Sumba buttonquail

A prime example of a bird that was unable to adapt to changes brought over by humans

Grahame Bowland

Sumba buttonquail


A prime example of a bird that was unable to adapt to changes brought over by humans

Population 3,500 – 15,000

A bird shrouded in secrecy and mystery that inhabits the grasslands of the Indonesian island of Sumba. Despite its enigmatic nature, this species is classified as Vulnerable, primarily due to its limited distribution and small population size, which is believed to be declining rapidly.

One of the most striking features of the Sumba Buttonquail is its exquisite plumage, adorned with a blend of black, tawny, grey, and white vermiculated patterns on its upper parts. Its rufous wing coverts add a touch of warmth to its appearance, while black-and-white scaling on the sides of the neck and a rich rufous breast further enhance its allure. With a neck and stomach adorned in pristine white and pinkish legs, this bird is a true marvel of natural beauty.

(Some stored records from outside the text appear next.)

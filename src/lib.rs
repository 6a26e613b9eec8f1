//! Core engine for a ride-offer profitability assistant.
//!
//! Everything "detected" here is fabricated: the monitor rolls dice instead
//! of reading screens, and the permission check is a stochastic stand-in
//! for the platform query. Only the sensing is fake: the lifecycle and the
//! analysis pipeline behave like the real thing. Seams for a device build
//! are the [`monitor::PermissionProbe`] trait and the seedable RNGs behind
//! the generator and detection draws.

pub mod alerts;
pub mod analysis;
pub mod error;
pub mod generator;
pub mod history;
pub mod models;
pub mod monitor;
pub mod session;
pub mod settings;

pub use analysis::{analyze_ride, RideAnalysis, ThresholdConfig, ThresholdPreset, Tier};
pub use error::{AnalysisError, ConfigError};
pub use generator::RideGenerator;
pub use history::{AnalyzedRide, RideHistory};
pub use models::{RideApp, RideOffer};
pub use monitor::{
    DetectionProfile, MonitorCallbacks, MonitoringSettings, MonitoringStatus, Permission,
    PermissionProbe, RideMonitor, SimulatedPermissions, DEFAULT_SCAN_INTERVAL_MS,
};
pub use session::{RideSession, SessionEvent};
pub use settings::SettingsStore;
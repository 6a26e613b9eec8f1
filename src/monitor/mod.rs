pub mod controller;
mod loop_worker;
pub mod permissions;
pub mod registry;
mod types;

pub use controller::RideMonitor;
pub use permissions::{Permission, PermissionProbe, SimulatedPermissions};
pub use registry::{AppRegistry, MonitoredApp};
pub use types::{
    DetectionProfile, MonitorCallbacks, MonitoringSettings, MonitoringStatus,
    DEFAULT_SCAN_INTERVAL_MS,
};
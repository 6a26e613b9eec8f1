use std::collections::VecDeque;

use serde::{Deserialize, Serialize};

use crate::analysis::RideAnalysis;
use crate::models::RideOffer;

/// An offer together with its classification, ready for display.
#[derive(Debug, Clone, Serialize, Deserialize)]
#[serde(rename_all = "camelCase")]
pub struct AnalyzedRide {
    pub offer: RideOffer,
    pub analysis: RideAnalysis,
}

/// How many recent rides the UI keeps on screen.
const HISTORY_CAPACITY: usize = 5;

/// Bounded list of the most recent analyzed rides, newest first.
#[derive(Debug)]
pub struct RideHistory {
    rides: VecDeque<AnalyzedRide>,
}

impl RideHistory {
    pub fn new() -> Self {
        Self {
            rides: VecDeque::with_capacity(HISTORY_CAPACITY),
        }
    }

    /// Push the newest ride, evicting the oldest once the cap is reached.
    pub fn record(&mut self, ride: AnalyzedRide) {
        if self.rides.len() == HISTORY_CAPACITY {
            self.rides.pop_back();
        }
        self.rides.push_front(ride);
    }

    pub fn recent(&self) -> Vec<AnalyzedRide> {
        self.rides.iter().cloned().collect()
    }

    pub fn len(&self) -> usize {
        self.rides.len()
    }

    pub fn is_empty(&self) -> bool {
        self.rides.is_empty()
    }
}

impl Default for RideHistory {
    fn default() -> Self {
        Self::new()
    }
}
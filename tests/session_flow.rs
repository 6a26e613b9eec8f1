use tempfile::{tempdir, TempDir};
use tokio::time::{sleep, Duration};

use ridesense::{
    DetectionProfile, MonitoringSettings, RideApp, RideSession, SessionEvent, SettingsStore,
    SimulatedPermissions,
};

fn store(dir: &TempDir) -> SettingsStore {
    SettingsStore::new(dir.path().join("settings.json")).expect("settings store")
}

fn granted_session(dir: &TempDir) -> (RideSession, tokio::sync::mpsc::UnboundedReceiver<SessionEvent>) {
    RideSession::with_probe(
        store(dir),
        Box::new(SimulatedPermissions::always_granted()),
    )
}

#[tokio::test]
async fn simulated_ride_lands_in_history_and_events() {
    let dir = tempdir().expect("tempdir");
    let (session, mut events) = granted_session(&dir);

    let ride = session.simulate_ride(Some(RideApp::Uber)).expect("simulate");
    assert_eq!(ride.offer.app, RideApp::Uber);
    assert!(!ride.offer.auto_detected);

    let recent = session.recent_rides();
    assert_eq!(recent.len(), 1);
    let replayed = &recent[0];
    assert!(
        (replayed.analysis.price_per_km - replayed.offer.price_per_km()).abs() < f64::EPSILON
    );

    match events.try_recv().expect("one event") {
        SessionEvent::RideAnalyzed { offer, analysis } => {
            assert_eq!(offer.app, RideApp::Uber);
            assert!(analysis.efficiency_percent <= 100.0);
        }
        other => panic!("unexpected event: {other:?}"),
    }
}

#[tokio::test]
async fn history_keeps_only_the_five_newest() {
    let dir = tempdir().expect("tempdir");
    let (session, _events) = granted_session(&dir);

    for _ in 0..8 {
        session.simulate_ride(None).expect("simulate");
    }

    assert_eq!(session.recent_rides().len(), 5);
}

#[tokio::test(start_paused = true)]
async fn auto_analysis_toggle_drives_the_monitor() {
    let dir = tempdir().expect("tempdir");
    let (session, mut events) = granted_session(&dir);

    // Force deterministic detection so the monitor provably produces rides.
    session
        .settings()
        .update_monitoring(MonitoringSettings {
            enabled_apps: vec![RideApp::NinetyNine],
            scan_interval_ms: Some(1000),
            vibration_enabled: false,
            sound_enabled: false,
            detection: DetectionProfile {
                activity_probability: 1.0,
                offer_probability: 1.0,
                seed: Some(3),
            },
        })
        .expect("update monitoring");

    assert!(session.set_auto_analysis(true).await.expect("enable"));
    assert!(session.monitoring_status().await.is_active);
    assert!(session.settings().analysis().auto_analysis_enabled);

    sleep(Duration::from_millis(2500)).await;

    session.set_auto_analysis(false).await.expect("disable");
    assert!(!session.monitoring_status().await.is_active);
    assert!(!session.settings().analysis().auto_analysis_enabled);

    let mut saw_monitoring_on = false;
    let mut analyzed = 0;
    while let Ok(event) = events.try_recv() {
        match event {
            SessionEvent::MonitoringChanged { active: true } => saw_monitoring_on = true,
            SessionEvent::RideAnalyzed { offer, .. } => {
                assert!(offer.auto_detected);
                assert_eq!(offer.app, RideApp::NinetyNine);
                analyzed += 1;
            }
            _ => {}
        }
    }
    assert!(saw_monitoring_on);
    // Ticks at 0s, 1s and 2s of virtual time.
    assert_eq!(analyzed, 3);

    // No further rides arrive once monitoring is off.
    sleep(Duration::from_millis(5000)).await;
    assert!(events.try_recv().is_err());
}

#[tokio::test]
async fn monitoring_status_snapshot_counts_the_registry() {
    let dir = tempdir().expect("tempdir");
    let (session, _events) = granted_session(&dir);

    let status = session.monitoring_status().await;
    assert!(!status.is_active);
    assert_eq!(status.total_apps, 5);
    assert!(status.active_apps.is_empty());
}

Despite its captivating appearance, the Sumba Buttonquail faces numerous threats to its survival, primarily stemming from habitat loss and degradation. The conversion of grasslands for agriculture, extensive grazing by livestock, and the practice of burning fields have all taken a toll on its preferred habitat. These activities not only diminish the availability of suitable nesting and foraging sites but also disrupt the delicate balance of the grassland ecosystem upon which the buttonquail relies.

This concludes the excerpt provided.